April 26, 2004

Chewing gum and memory

No, this isn't an American Proust post -- it's about a headline story two years back, when it was claimed that memory is improved by gum chewing. I missed the story at the time, but a friend recently mentioned that it had inspired her daughter's kindergarten teacher to hand out gum to her students -- which naturally spurred me to take a closer look.

As it turns out, the study behind all the subsequent reports involved all of 75 research subjects, all adults, divided up into three groups. One group chewed gum; another was instructed to simulate chewing; another did nothing.
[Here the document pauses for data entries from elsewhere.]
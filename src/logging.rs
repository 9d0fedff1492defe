use std::path::PathBuf;
use tracing_subscriber::{EnvFilter, fmt, layer::SubscriberExt, util::SubscriberInitExt};

fn filter_directive(debug: bool, quiet: bool) -> &'static str {
    if debug {
        "stagerun=debug"
    } else if quiet {
        "stagerun=error"
    } else {
        "stagerun=warn"
    }
}

/// Initialize logging based on output mode and debug flag
pub fn init_logging(debug: bool, quiet: bool, log_file: Option<PathBuf>) -> anyhow::Result<()> {
    let env_filter = EnvFilter::new(filter_directive(debug, quiet));

    let fmt_layer = fmt::layer()
        .with_target(false)
        .with_thread_ids(false)
        .with_thread_names(false)
        .with_line_number(debug)
        .with_file(debug)
        .with_writer(std::io::stderr);

    if let Some(log_path) = log_file {
        if let Some(parent) = log_path.parent() {
            std::fs::create_dir_all(parent)?;
        }

        let file = std::fs::OpenOptions::new()
            .create(true)
            .append(true)
            .open(&log_path)?;

        let file_layer = fmt::layer()
            .with_ansi(false)
            .with_writer(file)
            .with_target(true)
            .with_line_number(true)
            .with_file(true);

        tracing_subscriber::registry()
            .with(env_filter)
            .with(fmt_layer)
            .with(file_layer)
            .init();
    } else {
        tracing_subscriber::registry()
            .with(env_filter)
            .with(fmt_layer)
            .init();
    }

    Ok(())
}

/// Default log file path for a run
pub fn default_log_path() -> anyhow::Result<PathBuf> {
    let log_dir = dirs::config_dir()
        .ok_or_else(|| anyhow::anyhow!("Could not determine config directory"))?
        .join("stagerun")
        .join("logs");

    let timestamp = chrono::Local::now().format("%Y%m%d-%H%M%S");
    Ok(log_dir.join(format!("run-{}.log", timestamp)))
}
After three minutes, members of all three groups took a 25-minute series of tests.

I haven't been able to consult the actual published study, but from the news reports it sounds as if there are many potential problems with the study design. Perhaps most importantly, the study was intended to prove a hypothesis, so testers' bias (conscious or not) can be taken as a given -- yet there is no mention of any measures taken to neutralize such bias. Then there is the well-known effect of researcher interest, where special attention given to test subjects is itself sufficient to raise their performance. To this I would add the possibility that the physical and mental exertion resulting from being assigned a task, however minor, might well temporarily sharpen mental faculties, while being left to sit doing nothing might have the opposite effect. Finally, the study size is awfully small for its findings to have any statistical significance -- and I can find no mention of any studies corroborating the findings with larger samples and corrected methodologies.

I did find, however, another sort of followup carried out as a 2002 course project for USC's Biological Studies 230. Subjects were divided into just two groups, chewers and nonchewers; group size was just over twice as large as the original UK study, and testers appeared, if anything, to be skeptical of the original study's hypothesis. No difference in test results between chewers and nonchewers was found.